Data provided.

━━━━━━━━━━

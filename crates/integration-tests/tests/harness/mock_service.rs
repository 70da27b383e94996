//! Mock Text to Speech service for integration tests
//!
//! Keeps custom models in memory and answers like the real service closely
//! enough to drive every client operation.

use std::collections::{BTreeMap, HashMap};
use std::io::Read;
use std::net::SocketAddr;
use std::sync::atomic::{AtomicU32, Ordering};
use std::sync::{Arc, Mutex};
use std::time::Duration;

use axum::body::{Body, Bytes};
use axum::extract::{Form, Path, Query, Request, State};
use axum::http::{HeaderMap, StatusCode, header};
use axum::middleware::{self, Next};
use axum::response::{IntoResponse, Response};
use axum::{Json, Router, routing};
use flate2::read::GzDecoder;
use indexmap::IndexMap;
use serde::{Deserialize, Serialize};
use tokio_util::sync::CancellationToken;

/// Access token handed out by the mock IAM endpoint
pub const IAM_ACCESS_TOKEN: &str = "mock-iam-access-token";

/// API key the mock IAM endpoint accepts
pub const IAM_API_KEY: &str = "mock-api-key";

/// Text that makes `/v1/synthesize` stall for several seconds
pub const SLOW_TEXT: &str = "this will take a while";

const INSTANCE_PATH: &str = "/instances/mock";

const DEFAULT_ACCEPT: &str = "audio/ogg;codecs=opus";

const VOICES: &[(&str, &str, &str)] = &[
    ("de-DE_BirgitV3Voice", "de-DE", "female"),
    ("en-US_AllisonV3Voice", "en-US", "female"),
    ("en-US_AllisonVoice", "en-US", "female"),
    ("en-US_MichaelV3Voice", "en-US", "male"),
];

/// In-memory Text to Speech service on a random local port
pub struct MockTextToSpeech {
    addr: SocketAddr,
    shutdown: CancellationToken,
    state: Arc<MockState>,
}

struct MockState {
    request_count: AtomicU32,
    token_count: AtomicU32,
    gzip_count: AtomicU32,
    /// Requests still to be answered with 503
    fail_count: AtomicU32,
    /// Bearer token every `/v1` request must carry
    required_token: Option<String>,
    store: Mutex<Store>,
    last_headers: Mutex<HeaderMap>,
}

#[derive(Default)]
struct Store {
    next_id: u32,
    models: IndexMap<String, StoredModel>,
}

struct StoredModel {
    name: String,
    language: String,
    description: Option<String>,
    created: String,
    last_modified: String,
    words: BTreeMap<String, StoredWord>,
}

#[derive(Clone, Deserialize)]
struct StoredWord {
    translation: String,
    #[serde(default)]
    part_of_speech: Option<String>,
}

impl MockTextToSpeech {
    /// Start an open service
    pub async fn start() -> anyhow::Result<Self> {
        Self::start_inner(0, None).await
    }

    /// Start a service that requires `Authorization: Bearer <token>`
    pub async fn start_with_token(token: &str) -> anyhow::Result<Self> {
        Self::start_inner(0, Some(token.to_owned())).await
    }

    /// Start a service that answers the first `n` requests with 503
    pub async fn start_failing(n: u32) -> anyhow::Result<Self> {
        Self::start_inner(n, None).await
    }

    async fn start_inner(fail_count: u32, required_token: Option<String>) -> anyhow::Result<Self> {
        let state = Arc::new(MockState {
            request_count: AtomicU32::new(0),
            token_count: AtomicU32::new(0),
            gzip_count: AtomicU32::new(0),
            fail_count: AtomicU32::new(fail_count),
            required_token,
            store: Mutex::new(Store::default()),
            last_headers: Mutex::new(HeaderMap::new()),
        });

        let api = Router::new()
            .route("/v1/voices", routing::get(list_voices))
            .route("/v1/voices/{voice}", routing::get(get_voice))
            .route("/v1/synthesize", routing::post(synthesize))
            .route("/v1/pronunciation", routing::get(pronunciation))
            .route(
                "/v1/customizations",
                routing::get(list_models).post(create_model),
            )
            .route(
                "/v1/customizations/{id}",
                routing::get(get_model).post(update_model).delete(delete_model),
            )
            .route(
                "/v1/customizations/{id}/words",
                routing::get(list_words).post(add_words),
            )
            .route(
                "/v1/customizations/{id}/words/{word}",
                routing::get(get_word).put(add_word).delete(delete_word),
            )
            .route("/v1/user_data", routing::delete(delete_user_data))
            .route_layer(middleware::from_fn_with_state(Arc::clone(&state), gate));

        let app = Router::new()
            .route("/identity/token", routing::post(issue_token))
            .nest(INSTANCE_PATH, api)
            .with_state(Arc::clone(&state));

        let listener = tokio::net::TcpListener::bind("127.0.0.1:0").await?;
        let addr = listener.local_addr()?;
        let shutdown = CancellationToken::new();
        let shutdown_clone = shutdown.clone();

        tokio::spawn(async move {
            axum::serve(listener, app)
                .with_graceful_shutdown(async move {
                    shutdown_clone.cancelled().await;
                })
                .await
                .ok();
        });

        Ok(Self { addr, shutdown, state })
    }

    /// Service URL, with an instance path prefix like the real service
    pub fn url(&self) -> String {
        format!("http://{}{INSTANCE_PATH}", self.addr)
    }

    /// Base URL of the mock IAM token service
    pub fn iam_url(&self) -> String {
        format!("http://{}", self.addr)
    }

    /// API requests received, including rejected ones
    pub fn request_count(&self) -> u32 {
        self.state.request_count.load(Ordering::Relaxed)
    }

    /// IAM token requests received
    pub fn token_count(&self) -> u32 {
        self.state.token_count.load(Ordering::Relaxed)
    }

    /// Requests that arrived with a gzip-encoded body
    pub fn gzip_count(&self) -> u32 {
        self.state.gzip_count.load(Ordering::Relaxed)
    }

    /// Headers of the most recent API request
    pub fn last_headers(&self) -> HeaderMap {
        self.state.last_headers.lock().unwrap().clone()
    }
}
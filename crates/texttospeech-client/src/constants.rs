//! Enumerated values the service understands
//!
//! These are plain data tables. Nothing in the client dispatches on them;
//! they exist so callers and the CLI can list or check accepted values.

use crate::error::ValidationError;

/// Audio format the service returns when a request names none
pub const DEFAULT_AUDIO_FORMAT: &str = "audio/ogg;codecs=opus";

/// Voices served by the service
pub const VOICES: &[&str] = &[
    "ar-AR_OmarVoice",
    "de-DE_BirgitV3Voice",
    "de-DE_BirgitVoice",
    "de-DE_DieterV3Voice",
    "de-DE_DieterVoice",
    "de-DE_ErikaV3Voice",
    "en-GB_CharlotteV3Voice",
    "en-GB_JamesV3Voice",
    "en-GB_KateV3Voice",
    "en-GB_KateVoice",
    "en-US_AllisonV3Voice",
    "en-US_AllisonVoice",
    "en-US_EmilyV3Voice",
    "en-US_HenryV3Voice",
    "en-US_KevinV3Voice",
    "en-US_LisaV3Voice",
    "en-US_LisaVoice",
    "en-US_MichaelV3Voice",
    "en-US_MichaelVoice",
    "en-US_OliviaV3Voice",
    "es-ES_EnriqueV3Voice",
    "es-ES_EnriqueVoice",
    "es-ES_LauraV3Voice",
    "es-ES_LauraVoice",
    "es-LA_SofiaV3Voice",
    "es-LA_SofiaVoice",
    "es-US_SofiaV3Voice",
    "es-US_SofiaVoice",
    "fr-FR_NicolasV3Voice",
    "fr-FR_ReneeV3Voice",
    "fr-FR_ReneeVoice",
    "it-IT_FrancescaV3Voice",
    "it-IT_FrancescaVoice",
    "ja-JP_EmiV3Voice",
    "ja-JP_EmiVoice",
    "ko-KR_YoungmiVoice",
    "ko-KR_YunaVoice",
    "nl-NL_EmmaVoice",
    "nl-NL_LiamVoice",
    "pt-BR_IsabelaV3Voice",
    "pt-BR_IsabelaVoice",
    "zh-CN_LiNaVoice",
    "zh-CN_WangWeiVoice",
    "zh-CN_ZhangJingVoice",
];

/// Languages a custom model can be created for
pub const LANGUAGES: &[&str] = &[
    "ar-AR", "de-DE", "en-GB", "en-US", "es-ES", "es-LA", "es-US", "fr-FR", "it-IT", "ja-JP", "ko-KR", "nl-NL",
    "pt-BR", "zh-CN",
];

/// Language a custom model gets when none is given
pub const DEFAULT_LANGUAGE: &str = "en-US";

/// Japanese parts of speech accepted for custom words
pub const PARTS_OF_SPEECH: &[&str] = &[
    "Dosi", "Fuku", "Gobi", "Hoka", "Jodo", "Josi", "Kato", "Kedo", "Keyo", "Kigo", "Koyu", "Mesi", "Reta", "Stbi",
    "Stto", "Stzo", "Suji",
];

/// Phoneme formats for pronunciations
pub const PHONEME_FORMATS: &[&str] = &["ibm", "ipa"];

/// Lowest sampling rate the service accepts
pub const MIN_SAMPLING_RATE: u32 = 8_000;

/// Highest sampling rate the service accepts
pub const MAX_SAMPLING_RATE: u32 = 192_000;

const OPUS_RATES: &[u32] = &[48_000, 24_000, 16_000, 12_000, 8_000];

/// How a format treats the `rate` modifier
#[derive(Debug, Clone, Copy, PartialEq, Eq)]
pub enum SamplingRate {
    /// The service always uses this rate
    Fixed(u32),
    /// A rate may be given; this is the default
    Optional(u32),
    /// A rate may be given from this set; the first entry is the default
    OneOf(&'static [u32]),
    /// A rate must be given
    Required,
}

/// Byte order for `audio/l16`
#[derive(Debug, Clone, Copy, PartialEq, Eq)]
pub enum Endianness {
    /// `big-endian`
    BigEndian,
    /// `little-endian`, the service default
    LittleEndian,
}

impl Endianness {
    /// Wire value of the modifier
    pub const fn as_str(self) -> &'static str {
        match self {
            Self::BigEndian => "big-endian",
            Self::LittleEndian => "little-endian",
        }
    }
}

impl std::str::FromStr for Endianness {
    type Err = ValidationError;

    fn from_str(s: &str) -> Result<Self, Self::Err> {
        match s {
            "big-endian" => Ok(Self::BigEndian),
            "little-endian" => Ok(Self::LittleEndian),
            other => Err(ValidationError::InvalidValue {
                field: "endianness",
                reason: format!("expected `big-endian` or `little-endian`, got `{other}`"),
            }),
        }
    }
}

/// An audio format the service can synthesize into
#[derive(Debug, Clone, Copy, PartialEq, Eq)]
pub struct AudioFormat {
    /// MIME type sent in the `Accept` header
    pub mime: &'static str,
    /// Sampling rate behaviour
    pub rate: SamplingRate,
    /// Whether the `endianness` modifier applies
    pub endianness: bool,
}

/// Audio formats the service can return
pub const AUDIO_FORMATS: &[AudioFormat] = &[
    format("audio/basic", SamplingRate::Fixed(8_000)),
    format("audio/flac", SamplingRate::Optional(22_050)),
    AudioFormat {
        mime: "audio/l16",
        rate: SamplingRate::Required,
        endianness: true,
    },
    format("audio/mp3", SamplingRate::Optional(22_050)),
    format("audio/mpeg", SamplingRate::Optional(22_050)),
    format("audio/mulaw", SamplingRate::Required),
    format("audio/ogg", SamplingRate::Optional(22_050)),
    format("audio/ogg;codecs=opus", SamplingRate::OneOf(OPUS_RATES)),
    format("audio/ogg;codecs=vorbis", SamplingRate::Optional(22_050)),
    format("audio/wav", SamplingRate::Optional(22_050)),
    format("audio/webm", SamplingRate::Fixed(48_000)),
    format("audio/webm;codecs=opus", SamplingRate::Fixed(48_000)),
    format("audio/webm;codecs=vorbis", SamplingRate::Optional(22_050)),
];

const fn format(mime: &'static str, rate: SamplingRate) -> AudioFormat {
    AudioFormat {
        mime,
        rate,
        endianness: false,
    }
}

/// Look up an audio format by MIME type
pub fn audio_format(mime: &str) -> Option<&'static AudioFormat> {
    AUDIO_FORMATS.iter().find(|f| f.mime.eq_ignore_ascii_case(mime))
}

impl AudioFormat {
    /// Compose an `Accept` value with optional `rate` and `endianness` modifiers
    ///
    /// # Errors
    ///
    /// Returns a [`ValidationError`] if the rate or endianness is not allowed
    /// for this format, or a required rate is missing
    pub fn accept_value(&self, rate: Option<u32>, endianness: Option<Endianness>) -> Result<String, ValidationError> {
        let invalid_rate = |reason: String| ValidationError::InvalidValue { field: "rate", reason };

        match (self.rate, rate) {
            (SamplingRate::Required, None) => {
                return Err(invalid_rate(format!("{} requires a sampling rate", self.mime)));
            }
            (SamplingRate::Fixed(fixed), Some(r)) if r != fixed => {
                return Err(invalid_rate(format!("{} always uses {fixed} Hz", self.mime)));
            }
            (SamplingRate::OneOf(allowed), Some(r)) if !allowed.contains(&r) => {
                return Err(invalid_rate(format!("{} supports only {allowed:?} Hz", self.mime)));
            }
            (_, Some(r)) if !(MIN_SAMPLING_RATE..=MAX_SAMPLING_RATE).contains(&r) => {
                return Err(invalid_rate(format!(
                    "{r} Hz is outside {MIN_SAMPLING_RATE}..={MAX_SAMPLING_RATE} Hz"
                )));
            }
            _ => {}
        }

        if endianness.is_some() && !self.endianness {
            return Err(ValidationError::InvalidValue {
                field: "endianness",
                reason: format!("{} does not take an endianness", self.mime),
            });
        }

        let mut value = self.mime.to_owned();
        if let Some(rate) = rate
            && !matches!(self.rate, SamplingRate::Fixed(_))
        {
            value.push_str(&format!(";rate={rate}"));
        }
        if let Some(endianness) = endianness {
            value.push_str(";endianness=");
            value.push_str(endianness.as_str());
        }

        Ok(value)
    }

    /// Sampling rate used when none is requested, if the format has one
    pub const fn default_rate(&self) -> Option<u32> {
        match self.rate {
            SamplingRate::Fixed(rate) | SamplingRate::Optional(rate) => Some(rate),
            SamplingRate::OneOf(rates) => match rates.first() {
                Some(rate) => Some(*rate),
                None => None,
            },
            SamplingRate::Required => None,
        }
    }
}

━━━━━━━━━━

What is expected.
Quote exactly the first line of the entries and every line after it, stopping with the line that contains "use std::io::Read;".

The completed task.
filename crates/integration-tests/tests/harness/mock_service.rs
repository 70da27b383e94996
//! Mock Text to Speech service for integration tests
//!
//! Keeps custom models in memory and answers like the real service closely
//! enough to drive every client operation.

use std::collections::{BTreeMap, HashMap};
use std::io::Read;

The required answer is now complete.